The current implementation is mostly offered as a reference. While operational under the restrictions mentioned above, there are a few bits we did not address:

  • Support async tasks: both Django signals and django-tasks support async, but we haven't in our implementation. It should be fairly easy to add.

  • Utilize tasks features: the tasks framework defines additional capabilities such as priority, custom queues and retries. For additional reliability and observability, it might be useful to add dedicated queues for signal receivers and potentially set a higher priority for mission critical signals so they'll execute sooner.

  • Increase compatibility with Django signals: to provide full compatibility receivers should accept the arguments sender and signal. They are rarely needed in our custom workflow signals and they are harder to implement, so we didn't bother, but it's possible! Signals can reference Django models using their content type ID or qualified name. Identifying the sending signal is bit harder because there is no unique identifier we can reference - to do that you'll have to add a unique name for each signal and manage some registry. We've done it, it just wasn't that useful.
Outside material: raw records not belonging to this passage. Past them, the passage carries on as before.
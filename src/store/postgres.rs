use async_trait::async_trait;
use chrono::{DateTime, Utc};
use sqlx::postgres::PgRow;
use sqlx::{PgPool, Row};

use super::{NewUser, User, UserStore};
use crate::error::StoreError;

/// PostgreSQL implementation of `UserStore` over the `users` table
#[derive(Clone)]
pub struct PgUserStore {
    pool: PgPool,
}

impl PgUserStore {
    pub fn new(pool: PgPool) -> Self {
        Self { pool }
    }

    pub async fn migrate(&self) -> Result<(), StoreError> {
        sqlx::migrate!("./migrations")
            .run(&self.pool)
            .await
            .map_err(|e| StoreError::Query(format!("Migration failed: {}", e)))
    }
}

fn user_from_row(row: &PgRow) -> Result<User, sqlx::Error> {
    Ok(User {
        id: row.try_get("id")?,
        name: row.try_get("name")?,
        contact_number: row.try_get("contact_number")?,
        email: row.try_get("email")?,
        password_hash: row.try_get("password_hash")?,
        created_at: row.try_get::<DateTime<Utc>, _>("created_at")?,
        updated_at: row.try_get::<DateTime<Utc>, _>("updated_at")?,
    })
}

#[async_trait]
impl UserStore for PgUserStore {
    async fn find_by_email(&self, email: &str) -> Result<Option<User>, StoreError> {
        let row = sqlx::query(
            r#"
            SELECT id, name, contact_number, email, password_hash, created_at, updated_at
            FROM users
            WHERE email = $1
            "#,
        )
        .bind(email)
        .fetch_optional(&self.pool)
        .await?;

        Ok(row.as_ref().map(user_from_row).transpose()?)
    }

    async fn exists_by_email(&self, email: &str) -> Result<bool, StoreError> {
        let exists = sqlx::query_scalar::<_, bool>(
            "SELECT EXISTS(SELECT 1 FROM users WHERE email = $1)",
        )
        .bind(email)
        .fetch_one(&self.pool)
        .await?;

        Ok(exists)
    }

    async fn save(&self, user: NewUser) -> Result<User, StoreError> {
        let now = Utc::now();
        let row = sqlx::query(
            r#"
            INSERT INTO users (name, contact_number, email, password_hash, created_at, updated_at)
            VALUES ($1, $2, $3, $4, $5, $6)
            RETURNING id, name, contact_number, email, password_hash, created_at, updated_at
            "#,
        )
        .bind(&user.name)
        .bind(&user.contact_number)
        .bind(&user.email)
        .bind(&user.password_hash)
        .bind(now)
        .bind(now)
        .fetch_one(&self.pool)
        .await?;

        let saved = user_from_row(&row)?;
        tracing::info!(user_id = saved.id, "User saved");
        Ok(saved)
    }
}
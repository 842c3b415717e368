/// Middleware module
///
/// Bearer token authentication and request logging.

mod bearer;
mod request_logger;

pub use bearer::{extract_bearer_token, BearerAuth};
pub use request_logger::{current_request_id, RequestLogger};
/// Bearer Authentication Middleware
///
/// Validates the access token of each request against the auth service
/// and injects its claims into request extensions for route handlers.

use actix_web::{
    body::EitherBody,
    dev::{forward_ready, Service, ServiceRequest, ServiceResponse, Transform},
    web, Error, HttpMessage, HttpRequest, HttpResponse,
};
use futures::future::LocalBoxFuture;
use serde::Deserialize;
use std::rc::Rc;

use crate::auth::AuthService;
use crate::error::{AppError, AuthError};

const BEARER_PREFIX: &str = "Bearer ";

#[derive(Deserialize)]
struct TokenQuery {
    token: Option<String>,
}

fn strip_bearer(value: &str) -> &str {
    value.strip_prefix(BEARER_PREFIX).unwrap_or(value).trim()
}

/// Token from the `token` query parameter (with or without a `Bearer `
/// prefix), falling back to the `Authorization: Bearer` header
pub fn extract_bearer_token(req: &HttpRequest) -> Option<String> {
    let from_query = web::Query::<TokenQuery>::from_query(req.query_string())
        .ok()
        .and_then(|query| query.into_inner().token)
        .map(|token| strip_bearer(&token).to_string())
        .filter(|token| !token.is_empty());

    from_query.or_else(|| {
        req.headers()
            .get("Authorization")
            .and_then(|h| h.to_str().ok())
            .and_then(|h| h.strip_prefix(BEARER_PREFIX))
            .map(|token| token.trim().to_string())
            .filter(|token| !token.is_empty())
    })
}

/// Middleware for routes that require a current access token
pub struct BearerAuth {
    service: web::Data<AuthService>,
}

impl BearerAuth {
    pub fn new(service: web::Data<AuthService>) -> Self {
        Self { service }
    }
}

impl<S, B> Transform<S, ServiceRequest> for BearerAuth
where
    S: Service<ServiceRequest, Response = ServiceResponse<B>, Error = Error> + 'static,
    S::Future: 'static,
    B: 'static,
{
    type Response = ServiceResponse<EitherBody<B>>;
    type Error = Error;
    type InitError = ();
    type Transform = BearerAuthService<S>;
    type Future = std::future::Ready<Result<Self::Transform, Self::InitError>>;

    fn new_transform(&self, service: S) -> Self::Future {
        std::future::ready(Ok(BearerAuthService {
            service: Rc::new(service),
            auth: self.service.clone(),
        }))
    }
}

pub struct BearerAuthService<S> {
    service: Rc<S>,
    auth: web::Data<AuthService>,
}

impl<S, B> Service<ServiceRequest> for BearerAuthService<S>
where
    S: Service<ServiceRequest, Response = ServiceResponse<B>, Error = Error> + 'static,
    S::Future: 'static,
    B: 'static,
{
    type Response = ServiceResponse<EitherBody<B>>;
    type Error = Error;
    type Future = LocalBoxFuture<'static, Result<Self::Response, Self::Error>>;

    forward_ready!(service);

    fn call(&self, req: ServiceRequest) -> Self::Future {
        let service = self.service.clone();
        let auth = self.auth.clone();

        // Rejections render inside the future so they carry the request id
        Box::pin(async move {
            let rejection = match extract_bearer_token(req.request()) {
                None => {
                    tracing::warn!(path = %req.path(), "Missing bearer token");
                    AuthError::MissingToken
                }
                Some(token) => match auth.authenticate(&token) {
                    Some(access) => {
                        tracing::debug!(user = %access.subject(), "Access token accepted");
                        req.extensions_mut().insert(access.claims);
                        let res = service.call(req).await?;
                        return Ok(res.map_into_left_body());
                    }
                    None => {
                        tracing::warn!(path = %req.path(), "Access token rejected");
                        AuthError::InvalidToken
                    }
                },
            };

            let response = HttpResponse::from_error(AppError::from(rejection));
            Ok(req.into_response(response).map_into_right_body())
        })
    }
}
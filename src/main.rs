use actix_web::web;
use sqlx::postgres::PgPoolOptions;
use std::net::TcpListener;
use std::sync::Arc;

use signup_auth::auth::AuthService;
use signup_auth::configuration::get_configuration;
use signup_auth::startup::run;
use signup_auth::store::{InMemoryUserStore, PgUserStore, UserStore};
use signup_auth::telemetry::init_telemetry;

#[tokio::main]
async fn main() -> std::io::Result<()> {
    init_telemetry();

    tracing::info!("Starting application");

    let configuration = match get_configuration() {
        Ok(config) => {
            tracing::info!("Configuration loaded successfully");
            config
        }
        Err(e) => {
            tracing::error!("Failed to read configuration: {}", e);
            return Err(std::io::Error::new(
                std::io::ErrorKind::InvalidInput,
                "Configuration error",
            ));
        }
    };

    let store: Arc<dyn UserStore> = match &configuration.database {
        Some(database) => {
            tracing::info!("Attempting to connect to database");

            let pool = PgPoolOptions::new()
                .max_connections(5)
                .connect(&database.connection_string())
                .await
                .map_err(|e| {
                    tracing::error!("Failed to create connection pool: {}", e);
                    std::io::Error::new(
                        std::io::ErrorKind::ConnectionRefused,
                        "Database connection error",
                    )
                })?;

            let store = PgUserStore::new(pool);
            store.migrate().await.map_err(|e| {
                tracing::error!("Failed to migrate database: {}", e);
                std::io::Error::new(std::io::ErrorKind::Other, "Database migration error")
            })?;

            tracing::info!("Database connection pool created successfully");
            Arc::new(store)
        }
        None => {
            tracing::warn!("No database configured, users are kept in memory only");
            Arc::new(InMemoryUserStore::new())
        }
    };

    let auth = web::Data::new(AuthService::new(
        store,
        &configuration.jwt,
        &configuration.password,
    ));

    let address = format!(
        "{}:{}",
        configuration.application.host, configuration.application.port
    );
    let listener = TcpListener::bind(&address)?;
    tracing::info!("Server listening on: {}", address);

    run(listener, auth)?.await
}
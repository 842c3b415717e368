use tracing_subscriber::{layer::SubscriberExt, util::SubscriberInitExt};

/// Install the global subscriber: JSON lines on stdout, level from `RUST_LOG`
/// (default `info`).
pub fn init_telemetry() {
    let env_filter = tracing_subscriber::EnvFilter::try_from_default_env()
        .unwrap_or_else(|_| tracing_subscriber::EnvFilter::new("info"));

    let formatting_layer = tracing_subscriber::fmt::layer()
        .with_writer(std::io::stdout)
        .json();

    tracing_subscriber::registry()
        .with(env_filter)
        .with(formatting_layer)
        .init();
}
use async_trait::async_trait;
use chrono::Utc;
use std::collections::HashMap;
use std::sync::RwLock;

use super::{NewUser, User, UserStore};
use crate::error::StoreError;

#[derive(Default)]
struct Users {
    by_email: HashMap<String, User>,
    next_id: i64,
}

/// Process-local user store keyed by email
#[derive(Default)]
pub struct InMemoryUserStore {
    users: RwLock<Users>,
}

impl InMemoryUserStore {
    pub fn new() -> Self {
        Self::default()
    }

    pub fn len(&self) -> usize {
        self.users.read().map(|u| u.by_email.len()).unwrap_or(0)
    }

    pub fn is_empty(&self) -> bool {
        self.len() == 0
    }
}

#[async_trait]
impl UserStore for InMemoryUserStore {
    async fn find_by_email(&self, email: &str) -> Result<Option<User>, StoreError> {
        let users = self
            .users
            .read()
            .map_err(|_| StoreError::Unavailable("user map lock poisoned".to_string()))?;
        Ok(users.by_email.get(email).cloned())
    }

    async fn exists_by_email(&self, email: &str) -> Result<bool, StoreError> {
        let users = self
            .users
            .read()
            .map_err(|_| StoreError::Unavailable("user map lock poisoned".to_string()))?;
        Ok(users.by_email.contains_key(email))
    }

    async fn save(&self, user: NewUser) -> Result<User, StoreError> {
        let mut users = self
            .users
            .write()
            .map_err(|_| StoreError::Unavailable("user map lock poisoned".to_string()))?;

        // Uniqueness is checked under the write lock
        if users.by_email.contains_key(&user.email) {
            return Err(StoreError::Duplicate);
        }

        users.next_id += 1;
        let now = Utc::now();
        let stored = User {
            id: users.next_id,
            name: user.name,
            contact_number: user.contact_number,
            email: user.email,
            password_hash: user.password_hash,
            created_at: now,
            updated_at: now,
        };
        users.by_email.insert(stored.email.clone(), stored.clone());

        Ok(stored)
    }
}
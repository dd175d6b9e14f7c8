//! Workspace path resolution.
//!
//! Layout: the repository root node `/tko:komodo` carries the shared
//! workspace `/tko:komodo/tko:workspace`, under which each user owns
//! a home node `/tko:komodo/tko:workspace/{user}`. Homes (and the
//! chain above them) are created lazily on first access through the
//! store's create-if-absent primitive, so concurrent first access by
//! two transactions for one user yields exactly one home node.

use crate::error::KResult;
use crate::lexicon;
use crate::transaction::UnitOfWork;
use komodo_store::{NodePath, NodeTree, StoreResult};

/// Path of the repository root node (`/tko:komodo`).
pub(crate) fn komodo_root_path() -> StoreResult<NodePath> {
    NodePath::root().join(lexicon::komodo::NODE_TYPE)
}

/// Path of the shared workspace node.
pub(crate) fn workspace_root_path() -> StoreResult<NodePath> {
    komodo_root_path()?.join(lexicon::komodo::WORKSPACE)
}

/// Path of a user's home node.
pub(crate) fn home_path(user: &str) -> StoreResult<NodePath> {
    workspace_root_path()?.join(user)
}

/// Derives the caller's workspace home path from the transaction's
/// originating user.
pub fn komodo_workspace_path(transaction: &UnitOfWork) -> KResult<NodePath> {
    Ok(home_path(transaction.user_name())?)
}

/// Creates the root and workspace nodes if absent.
pub(crate) fn ensure_workspace(tree: &NodeTree) -> StoreResult<NodePath> {
    let root = komodo_root_path()?;
    tree.ensure_path(&root, lexicon::komodo::NODE_TYPE)?;
    let workspace = workspace_root_path()?;
    tree.ensure_path(&workspace, lexicon::komodo::WORKSPACE_TYPE)?;
    Ok(workspace)
}

/// Creates the user's home node (and the chain above it) if absent.
pub(crate) fn ensure_home(tree: &NodeTree, user: &str) -> StoreResult<NodePath> {
    ensure_workspace(tree)?;
    let home = home_path(user)?;
    tree.ensure_path(&home, lexicon::komodo::HOME)?;
    Ok(home)
}

#[cfg(test)]
mod tests {
    use super::*;
    use std::sync::Arc;
    use std::thread;

    #[test]
    fn home_path_is_per_user() {
        let path = home_path("elvis").unwrap();
        assert_eq!(path.as_str(), "/tko:komodo/tko:workspace/elvis");
    }

    #[test]
    fn ensure_home_creates_chain() {
        let tree = NodeTree::new(lexicon::mode::ROOT);
        let home = ensure_home(&tree, "user").unwrap();

        assert!(tree.exists(&komodo_root_path().unwrap()));
        assert!(tree.exists(&workspace_root_path().unwrap()));
        let record = tree.get(&home).unwrap();
        assert_eq!(record.primary_type, lexicon::komodo::HOME);
    }

    #[test]
    fn ensure_home_is_idempotent() {
        let tree = NodeTree::new(lexicon::mode::ROOT);
        let first = ensure_home(&tree, "user").unwrap();
        let id = tree.get(&first).unwrap().id;

        let second = ensure_home(&tree, "user").unwrap();
        assert_eq!(first, second);
        assert_eq!(tree.get(&second).unwrap().id, id);
    }

    #[test]
    fn concurrent_first_access_creates_one_home() {
        let tree = Arc::new(NodeTree::new(lexicon::mode::ROOT));
        let mut handles = Vec::new();
        for _ in 0..8 {
            let tree = Arc::clone(&tree);
            handles.push(thread::spawn(move || {
                ensure_home(&tree, "newUser").unwrap();
            }));
        }
        for handle in handles {
            handle.join().unwrap();
        }

        let children = tree.children(&workspace_root_path().unwrap()).unwrap();
        assert_eq!(children, vec![home_path("newUser").unwrap()]);
    }
}
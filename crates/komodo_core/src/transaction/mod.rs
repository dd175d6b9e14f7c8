//! Units of work.
//!
//! A unit of work is this system's transaction abstraction: a named,
//! user-attributed set of staged mutations that either commits
//! atomically into the shared tree or is discarded. Mutation is only
//! legal before commit begins; a finished transaction rejects every
//! further operation.

mod unit_of_work;

pub use unit_of_work::{State, UnitOfWork};

pub(crate) use unit_of_work::{view_children, view_exists, view_get};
  • Integrate into Django itself: Since we're stitching together two built-in components of Django itself - tasks and signals - an additional Signal.send_reliable / Signal.send_durable / Signal.send_task might be a good fit for Django itself!


Finals Thoughts

We have a lot of custom workflow in our systems - this is really most of what we do! We are using Django signals extensively in situations where two decoupled modules needs to communicate with each other. As our system grew, we experienced first-hand the issues that can come from having un-reliable signals. Eventually, we developed our own database task queue and integrated it with Django signals. So far its been working pretty well with moderate traffic.

This article was motivated by our pains and learning from implementing reliable signals in our systems. The release of the the Django tasks framework (and the backends) is surely a welcome addition to an increasing number of large systems built with Django, that needs to have reliable and durable workflows.